Recruiting and retaining caregivers is one of the biggest challenges for home healthcare agencies. Turnover is high […]
According to PHI, 7.4M new care workers will be required by 2029!
This past year has seen record unemployment. Many Americans are working toward meaningful careers, some of which have been interrupted. For others, a meaningful career is just beginning. Older adults often benefit from additional supports and services to enhance their lives, ensure safety, and optimize the quality of life and longevity. The people who support older adults, or as they are called: caregivers, direct care workers, home care workers, home health aides, personal care aides, to name a few, are in high demand.
Four reasons to become a direct care worker:
- High demand - agencies are struggling to hire direct care workers fast enough to support the growing demand for support services
- Roles for every personality type - with empathy and a good work ethic, any personality type can fit into this role
- Meaningful work - direct care workers help people every day, and they make a difference in people’s lives
- You can work anywhere - this line of work exists everywhere
Professions you can work toward as a direct care worker
Since direct care is a secure market, there is job security, unlike any other profession. People aged 65 and older will nearly double—from 49.2 million in 2015 to 94.7 million. And as noted earlier, 7.9M new care workers are needed by 2029.
Direct care workers have options. The ease of accessing these options will only flourish with time, technology, and market demand, especially in our post-pandemic world. One can move from a role in direct care into:
- Community-based care
- Ancillary healthcare provider
- Nursing and medical
- Ultrasound Technician
- Social Worker
- Recreational Therapist
- Direct Care Worker with Certs
- Medical Coding and Billing
- Respiratory Therapy
- Pharmacy Technician
- Massage Therapist
- Physical Therapist
- Patient Advocacy
And the list goes on. Many individuals have jumped into completely different roles such as sales, entrepreneurship, and policy development simply based on their qualifications, insights, and savviness.

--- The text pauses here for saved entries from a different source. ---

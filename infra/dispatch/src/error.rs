use std::borrow::Cow;

/// Errors raised while building dispatch filters.
///
/// Delivery itself never fails: type mismatches and missing listeners are
/// silent misses.
#[mbridge_derive::mbridge_error]
pub enum DispatchError {
    /// The pattern is empty or uses `*` anywhere but as the final character.
    #[error("Invalid event filter '{pattern}'{}", format_context(.context))]
    InvalidFilter { pattern: String, context: Option<Cow<'static, str>> },
}
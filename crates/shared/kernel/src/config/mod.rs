use config::{Config, Environment, File};
use serde::de::DeserializeOwned;
use std::borrow::Cow;
use std::path::{Path, PathBuf};
use tracing::info;

/// Prefix of environment overrides, e.g. `MBRIDGE__AUTO_FETCH=false`.
pub const ENV_PREFIX: &str = "MBRIDGE";
const DEFAULT_CONFIG_FILE: &str = "mbridge";

/// Custom error type for config loading.
#[mbridge_derive::mbridge_error]
pub enum ConfigError {
    #[error("Config error{}: {source}", format_context(.context))]
    Config { source: config::ConfigError, context: Option<Cow<'static, str>> },
}

/// Loads a configuration tree from an optional file overlaid with environment variables.
///
/// Layers, lowest priority first:
/// 1. **Base File**: `path`, or `mbridge.{toml,json,yaml,...}` in the working
///    directory. The default file is optional; an explicit path must exist.
/// 2. **Environment Overrides**: variables prefixed with `MBRIDGE__`, nested with
///    double underscores (`MBRIDGE__LOG__LEVEL` maps to `log.level`).
///
/// # Errors
/// Returns [`ConfigError::Config`] when a source cannot be read (including a
/// missing explicit file) or the merged tree does not deserialize into `T`.
///
/// # Example
/// ```rust
/// use mbridge_domain::config::LoaderConfig;
/// use mbridge_kernel::config::load_config;
///
/// // Without an `mbridge.*` file only defaults and `MBRIDGE__*` variables apply.
/// let cfg: LoaderConfig = load_config(None::<&str>).unwrap_or_default();
/// assert!(!cfg.log.level.is_empty());
/// ```
pub fn load_config<T>(path: Option<impl AsRef<Path>>) -> Result<T, ConfigError>
where
    T: DeserializeOwned,
{
    let (effective_path, required) = path.map_or_else(
        || (PathBuf::from(DEFAULT_CONFIG_FILE), false),
        |p| (p.as_ref().to_path_buf(), true),
    );

    let builder = Config::builder()
        .add_source(File::from(effective_path.as_path()).required(required))
        .add_source(
            Environment::with_prefix(ENV_PREFIX)
                .prefix_separator("__")
                .separator("__")
                .convert_case(config::Case::Snake),
        );

    info!(path = %effective_path.display(), required, "Loading loader configuration");

    let config = builder
        .build()
        .context("Failed to build config")?
        .try_deserialize::<T>()
        .context("Failed to deserialize config")?;

    Ok(config)
}
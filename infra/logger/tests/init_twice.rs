use mbridge_logger::{LevelFilter, Logger, LoggerError};

#[test]
fn second_init_reports_subscriber_error() {
    let _logger = Logger::builder()
        .name("integration-init-twice")
        .level(LevelFilter::INFO)
        .init()
        .expect("first init should succeed");

    let err = Logger::builder()
        .name("integration-init-twice-again")
        .init()
        .expect_err("second init should fail");

    assert!(matches!(err, LoggerError::Subscriber { .. }), "expected a subscriber error, got {err}");
}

Specialized upskilling paths and certifications
Some direct care workers prefer to remain in a direct support role. For those individuals, there are several specializations where they can accelerate their skills and mentor peers. These specializations can be acquired through upskilling pathways like certifications in:
- Alzheimer’s and dementia care
- Hospice and end of life
- Nutrition and diabetes care
- Heart conditions
- Cancer care
- Respiratory conditions
- Infection control and prevention
Reach out and have your resume ready!
Getting started is simply a matter of searching for local home care agencies and reaching out. Many agencies will provide training to candidates new to the industry, but equipping oneself with introductory knowledge can be helpful so you know what to expect. Having a good resume to bring with you or send out is essential, too. When preparing your resume, you can ask yourself these questions:
- Is it organized and easy to read?
- Is it accurate and up-to-date?
- Does it capture your skills and relevant experience?
- Has it been proofread?
It's often helpful to have a friend or family member look it over and double-check. An extra set of eyes can be immensely useful. Then, review it again.
Finally, be sure to prepare for your interview! Practice and role-play with someone to get accustomed to the format of interviewing. This will help you feel prepared and conquer the jitters. When you’re called in for an interview, try these tips:
- Demonstrate sound judgment
- Highlight all relevant strengths
- Be prepared to speak about a weakness
- Employers will be looking to gauge your interpersonal and communication skills, your attention detail, your ability to stay organized, and most importantly, your passion for the work.
Good luck with your journey into direct care work! It’s a rewarding profession, and is needed now, more than ever!